The RC circuits that we have been studying are excellent examples of linear systems. In fact, let's take a little rodeo into this theory because it is so pretty and useful, and well illustrates the relations between the time and frequency domains. Let the input to such a system be y(t), and the output produced by this input, x(t). Since the system is linear, the input Ay(t) will produce the output Ax(t), and the input y(t) + v(t) will produce the output X(t) + W(t) (where W(t) is the output corresponding to v(t)). One very special input is the impulse, the unit delta function δ(t), which is zero except at the instant t = 0. If this is a voltage source, as here, this means that the input is shorted for all but a brief interval at t = 0. This jolt produces an output h(t), called the impulse response. It happens that if we know h(t), we can find the output for any y(t) by the convolution integral x(t) = h(t) ⊗ y(t). [your browser will give some symbol that eventually should be the correct one, an X in a circle.] In the laboratory, an impulse source is impractical, but we can use a unit step function, which is the integral of the impulse function. The output is, by linearity, just the integral of h(t). The impulse response describes the system in all respects.
This is shown schematically in the diagram at the right, where the explicit form of the convolution integral is shown. In the frequency domain, we will have an input Y(s), the Fourier transform of y(t), which produces an output X(s), the transform of x(t). They are related by simple multiplication by a function H(s), called the system function, instead of by the more complicated convolution that is necessary in the time domain. H(s) is just the Fourier transform of h(t). All these things are proved in any text on linear systems, and the proofs are easy, using the Fourier transform definitions. Everything is easier in the frequency domain: integration and differentiation are merely division and multiplication by jω, and the convolution is merely the product.

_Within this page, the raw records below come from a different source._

//! Presentation layer for the event summary tool.

pub mod table_view;
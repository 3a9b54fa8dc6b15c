use serde::{Deserialize, Serialize};
use std::collections::HashMap;

// ── EventKind ─────────────────────────────────────────────────────────────────

/// One of the three tracked quiz event types.
///
/// Any other event label found in the input is unrecognized and simply
/// ignored; the vocabulary is closed.
#[derive(Debug, Clone, Copy, PartialEq, Eq, Hash, Serialize, Deserialize)]
#[serde(rename_all = "snake_case")]
pub enum EventKind {
    /// The student left the quiz-taking page.
    PageBlurred,
    /// The student returned to the quiz-taking page.
    PageFocused,
    /// The student answered a question.
    QuestionAnswered,
}

impl EventKind {
    /// All tracked kinds in the fixed display/export order.
    pub const ALL: [EventKind; 3] = [
        EventKind::PageBlurred,
        EventKind::PageFocused,
        EventKind::QuestionAnswered,
    ];

    /// Parse a raw event label. Returns `None` for anything outside the
    /// tracked vocabulary.
    pub fn from_label(label: &str) -> Option<EventKind> {
        match label {
            "page_blurred" => Some(EventKind::PageBlurred),
            "page_focused" => Some(EventKind::PageFocused),
            "question_answered" => Some(EventKind::QuestionAnswered),
            _ => None,
        }
    }

    /// The label as it appears in the event log and the export header.
    pub fn label(&self) -> &'static str {
        match self {
            EventKind::PageBlurred => "page_blurred",
            EventKind::PageFocused => "page_focused",
            EventKind::QuestionAnswered => "question_answered",
        }
    }
}

// ── EventCounts ───────────────────────────────────────────────────────────────

/// Per-student tally, one counter per tracked [`EventKind`].
#[derive(Debug, Clone, Default, PartialEq, Eq, Serialize, Deserialize)]
pub struct EventCounts {
    /// Times the student left the quiz page.
    #[serde(default)]
    pub page_blurred: u64,
    /// Times the student returned to the quiz page.
    #[serde(default)]
    pub page_focused: u64,
    /// Questions the student answered.
    #[serde(default)]
    pub question_answered: u64,
}

impl EventCounts {
    /// Add 1 to the counter for `kind`.
    pub fn increment(&mut self, kind: EventKind) {
        match kind {
            EventKind::PageBlurred => self.page_blurred += 1,
            EventKind::PageFocused => self.page_focused += 1,
            EventKind::QuestionAnswered => self.question_answered += 1,
        }
    }

    /// The counter for `kind`.
    pub fn get(&self, kind: EventKind) -> u64 {
        match kind {
            EventKind::PageBlurred => self.page_blurred,
            EventKind::PageFocused => self.page_focused,
            EventKind::QuestionAnswered => self.question_answered,
        }
    }

    /// Sum of all three counters.
    pub fn total(&self) -> u64 {
        self.page_blurred + self.page_focused + self.question_answered
    }
}

// ── StudentSummary ────────────────────────────────────────────────────────────

/// Event tally for a single student.
#[derive(Debug, Clone, PartialEq, Eq, Serialize, Deserialize)]
pub struct StudentSummary {
    /// Trimmed student identifier, used verbatim (case-sensitive).
    pub student_id: String,
    /// Counts per tracked event kind.
    pub counts: EventCounts,
}

impl StudentSummary {
    /// New summary with all counts at zero.
    pub fn new(student_id: impl Into<String>) -> Self {
        Self {
            student_id: student_id.into(),
            counts: EventCounts::default(),
        }
    }
}

// ── SummaryTable ──────────────────────────────────────────────────────────────

/// The full aggregation result for one processed file.
///
/// Entries keep the order in which their student identifier was first seen
/// in the input. Arbitrary map iteration order is not good enough for a
/// deterministic table/export, so this pairs the entry list with a position
/// index keyed by identifier.
#[derive(Debug, Clone, Default, PartialEq, Eq)]
pub struct SummaryTable {
    entries: Vec<StudentSummary>,
    index: HashMap<String, usize>,
}

impl SummaryTable {
    /// An empty table.
    pub fn new() -> Self {
        Self::default()
    }

    /// The summary for `student_id`, appending a fresh zeroed entry when the
    /// identifier has not been seen before.
    pub fn entry_mut(&mut self, student_id: &str) -> &mut StudentSummary {
        let pos = match self.index.get(student_id) {
            Some(&pos) => pos,
            None => {
                let pos = self.entries.len();
                self.entries.push(StudentSummary::new(student_id));
                self.index.insert(student_id.to_string(), pos);
                pos
            }
        };
        &mut self.entries[pos]
    }

    /// Look up the summary for `student_id`, if present.
    pub fn get(&self, student_id: &str) -> Option<&StudentSummary> {
        self.index.get(student_id).map(|&pos| &self.entries[pos])
    }

    /// Entries in first-seen order.
    pub fn iter(&self) -> std::slice::Iter<'_, StudentSummary> {
        self.entries.iter()
    }

    /// Number of distinct students.
    pub fn len(&self) -> usize {
        self.entries.len()
    }

    /// `true` when no student entry exists at all.
    pub fn is_empty(&self) -> bool {
        self.entries.is_empty()
    }
}

impl<'a> IntoIterator for &'a SummaryTable {
    type Item = &'a StudentSummary;
    type IntoIter = std::slice::Iter<'a, StudentSummary>;

    fn into_iter(self) -> Self::IntoIter {
        self.entries.iter()
    }
}

// ── Tests ─────────────────────────────────────────────────────────────────────
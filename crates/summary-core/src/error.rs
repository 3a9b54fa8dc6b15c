use std::path::PathBuf;
use thiserror::Error;

/// All errors produced by the event summary tool.
///
/// Every variant is recoverable: a failure is terminal for the current file
/// only, and the next file attempt starts clean.
#[derive(Error, Debug)]
pub enum SummaryError {
    /// The input had fewer than 2 rows (no data rows beyond the header).
    #[error("Input has no data rows beyond the header")]
    EmptyInput,

    /// Aggregation completed but produced zero student entries.
    #[error("No trackable events found in the input")]
    NoTrackableEvents,

    /// The upstream CSV parser reported a failure; passed through verbatim.
    #[error("Failed to parse CSV: {0}")]
    CsvParse(#[from] csv::Error),

    /// The selected file is not recognized as a CSV file.
    #[error("Not a CSV file: {0}")]
    NotCsv(PathBuf),

    /// A file could not be opened or read from disk.
    #[error("Failed to read file {path}: {source}")]
    FileRead {
        path: PathBuf,
        #[source]
        source: std::io::Error,
    },

    /// The summary export could not be written to disk.
    #[error("Failed to write summary to {path}: {source}")]
    FileWrite {
        path: PathBuf,
        #[source]
        source: std::io::Error,
    },

    /// Pass-through for any raw I/O error that does not carry a path.
    #[error(transparent)]
    Io(#[from] std::io::Error),

    /// Catch-all for errors from third-party crates via `anyhow`.
    #[error(transparent)]
    Other(#[from] anyhow::Error),
}

/// Convenience alias used throughout the summary crates.
pub type Result<T> = std::result::Result<T, SummaryError>;

#[cfg(test)]
mod tests {
    use super::*;

    #[test]
    fn test_error_display_empty_input() {
        let msg = SummaryError::EmptyInput.to_string();
        assert_eq!(msg, "Input has no data rows beyond the header");
    }

    #[test]
    fn test_error_display_no_trackable_events() {
        let msg = SummaryError::NoTrackableEvents.to_string();
        assert_eq!(msg, "No trackable events found in the input");
    }

    #[test]
    fn test_error_display_not_csv() {
        let err = SummaryError::NotCsv(PathBuf::from("/some/log.txt"));
        let msg = err.to_string();
        assert_eq!(msg, "Not a CSV file: /some/log.txt");
    }

    #[test]
    fn test_error_display_file_read() {
        let io_err = std::io::Error::new(std::io::ErrorKind::NotFound, "no such file");
        let err = SummaryError::FileRead {
            path: PathBuf::from("/some/events.csv"),
            source: io_err,
        };
        let msg = err.to_string();
        assert!(msg.contains("Failed to read file"));
        assert!(msg.contains("/some/events.csv"));
    }

    #[test]
    fn test_error_display_file_write() {
        let io_err = std::io::Error::new(std::io::ErrorKind::PermissionDenied, "denied");
        let err = SummaryError::FileWrite {
            path: PathBuf::from("/out/summary.csv"),
            source: io_err,
        };
        let msg = err.to_string();
        assert!(msg.contains("Failed to write summary to"));
        assert!(msg.contains("/out/summary.csv"));
    }

    #[test]
    fn test_error_from_io() {
        let io_err = std::io::Error::new(std::io::ErrorKind::PermissionDenied, "denied");
        let err: SummaryError = io_err.into();
        assert!(err.to_string().contains("denied"));
    }

    #[test]
    fn test_error_from_csv() {
        // Unequal record lengths are an error unless the reader is flexible.
        let mut reader = csv::ReaderBuilder::new()
            .has_headers(false)
            .from_reader("a,b\nc\n".as_bytes());
        let csv_err = reader
            .records()
            .nth(1)
            .unwrap()
            .unwrap_err();
        let err: SummaryError = csv_err.into();
        assert!(err.to_string().contains("Failed to parse CSV"));
    }
}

As an example, consider the low-pass circuit. For t < 0, the input is a short, so the capacitor is discharged. Then a jolt arrives at t = 0, and the current becomes δ(t)/R (whatever voltage is across C is negligible compared to the jolt). This current charges the capacitor to a voltage 1/RC, as shown in the figure. Now the input is again shorted, and the capacitor discharges through the resistor R exponentially with time constant RC, as we well know. The output is the decreasing voltage across C. Now we can find H(s) by taking the Fourier transform of h(t). Do this, the integral is easy! The result is H(s) = 1 / 1 + jωRC, just what we found above by a different method.
The high-pass circuit is similar, but there is a little trick. The capacitor no longer holds the output down, and the delta function gets through, so it must appear in h(t) = δ(t) - exp(-t/RC)/RC. The delta function gives an extra 1 in the transform, which is 1 - 1 / 1 + jωRC = jωRC / 1 + jωRC, exactly what it should be.

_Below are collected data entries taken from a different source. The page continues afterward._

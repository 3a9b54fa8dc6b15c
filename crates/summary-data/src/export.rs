//! Summary CSV export.
//!
//! Writes the downloadable summary: a fixed header then one comma-joined
//! line per student. Identifiers are written as-is, without quoting or
//! escaping; a known format limitation kept for compatibility with
//! existing consumers of the export.

use std::path::Path;

use summary_core::models::{EventKind, SummaryTable};
use summary_core::{Result, SummaryError};
use tracing::info;

/// Default file name for the exported summary.
pub const DEFAULT_EXPORT_NAME: &str = "student_summary.csv";

/// Header line of the export, column order fixed.
pub const EXPORT_HEADER: &str = "Student ID,page_blurred,page_focused,question_answered";

/// Serialize `table` to the export CSV text.
///
/// One line per student in table order, LF terminated:
/// `studentId,page_blurred,page_focused,question_answered`.
pub fn to_csv(table: &SummaryTable) -> String {
    let mut out = String::with_capacity(EXPORT_HEADER.len() + 1 + table.len() * 24);
    out.push_str(EXPORT_HEADER);
    out.push('\n');

    for summary in table {
        out.push_str(&summary.student_id);
        for kind in EventKind::ALL {
            out.push(',');
            out.push_str(&summary.counts.get(kind).to_string());
        }
        out.push('\n');
    }

    out
}

/// Write the export CSV for `table` to `path`.
pub fn write_summary_csv(path: &Path, table: &SummaryTable) -> Result<()> {
    std::fs::write(path, to_csv(table)).map_err(|source| SummaryError::FileWrite {
        path: path.to_path_buf(),
        source,
    })?;
    info!("Wrote summary for {} students to {}", table.len(), path.display());
    Ok(())
}

// ── Tests ─────────────────────────────────────────────────────────────────────
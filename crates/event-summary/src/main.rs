mod bootstrap;

use anyhow::Result;
use clap::Parser;
use summary_core::settings::Settings;
use summary_data::analysis::summarize_csv_file;
use summary_data::export::write_summary_csv;
use summary_ui::table_view::render_summary_table;

fn main() -> Result<()> {
    let settings = Settings::parse();

    bootstrap::setup_logging(&settings.log_level)?;

    tracing::info!("event-summary v{} starting", env!("CARGO_PKG_VERSION"));
    tracing::info!(
        "Student column: {}, event column: {}",
        settings.student_column,
        settings.event_column
    );

    if settings.output.is_some() && settings.files.len() > 1 {
        anyhow::bail!("--output can only be used with a single input file");
    }

    let mut failures = 0usize;

    // Each file is one independent attempt: a failure is terminal for that
    // file only and the next one starts clean.
    for file in &settings.files {
        match summarize_csv_file(file, settings.student_column, settings.event_column) {
            Ok(summary) => {
                if settings.files.len() > 1 {
                    println!("{}", file.display());
                }
                print!("{}", render_summary_table(&summary.table));

                if summary.metadata.rows_skipped > 0 {
                    tracing::warn!(
                        "{}: skipped {} malformed rows",
                        file.display(),
                        summary.metadata.rows_skipped
                    );
                }

                if let Some(output) = &settings.output {
                    match write_summary_csv(output, &summary.table) {
                        Ok(()) => println!("Summary written to {}", output.display()),
                        Err(e) => {
                            tracing::error!("{}", e);
                            failures += 1;
                        }
                    }
                }
            }
            Err(e) => {
                tracing::error!("{}: {}", file.display(), e);
                eprintln!("Error processing {}: {}", file.display(), e);
                failures += 1;
            }
        }
    }

    if failures > 0 {
        anyhow::bail!("{failures} of {} file(s) failed", settings.files.len());
    }
    Ok(())
}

If you integrate the h(t)'s we found, you will recover the step responses that we calculated earlier from the differential equations that represent the systems in the time domain. All this hangs together very nicely, and gives deep insight into many things.
To study signals that vary with time, exploring other regions of the frequency domain than f = 0, an oscilloscope is an essential tool. Next to the multimeter, it is the most useful tool in electronics, and will furnish hours of fun. I can barely imagine life without oscilloscopes, but at one time electrical workers had to live without meters! A scope is an expensive tool, however, but a used scope will serve excellently. A 20 MHz, dual-trace analog scope is excellent for studying electronics, and will fulfill all your needs. If you can find some university eager to give its students more than is desirable in the way of scopes, you may find some very good deals. Unless you can imagine yourself in earlier years using a Polaroid scope camera, you do not need a digital scope, and may even find one annoying. Many current scopes do far too much for the user, and are hard to learn to use. If you happen to need the features, of course, the extra baggage is welcome.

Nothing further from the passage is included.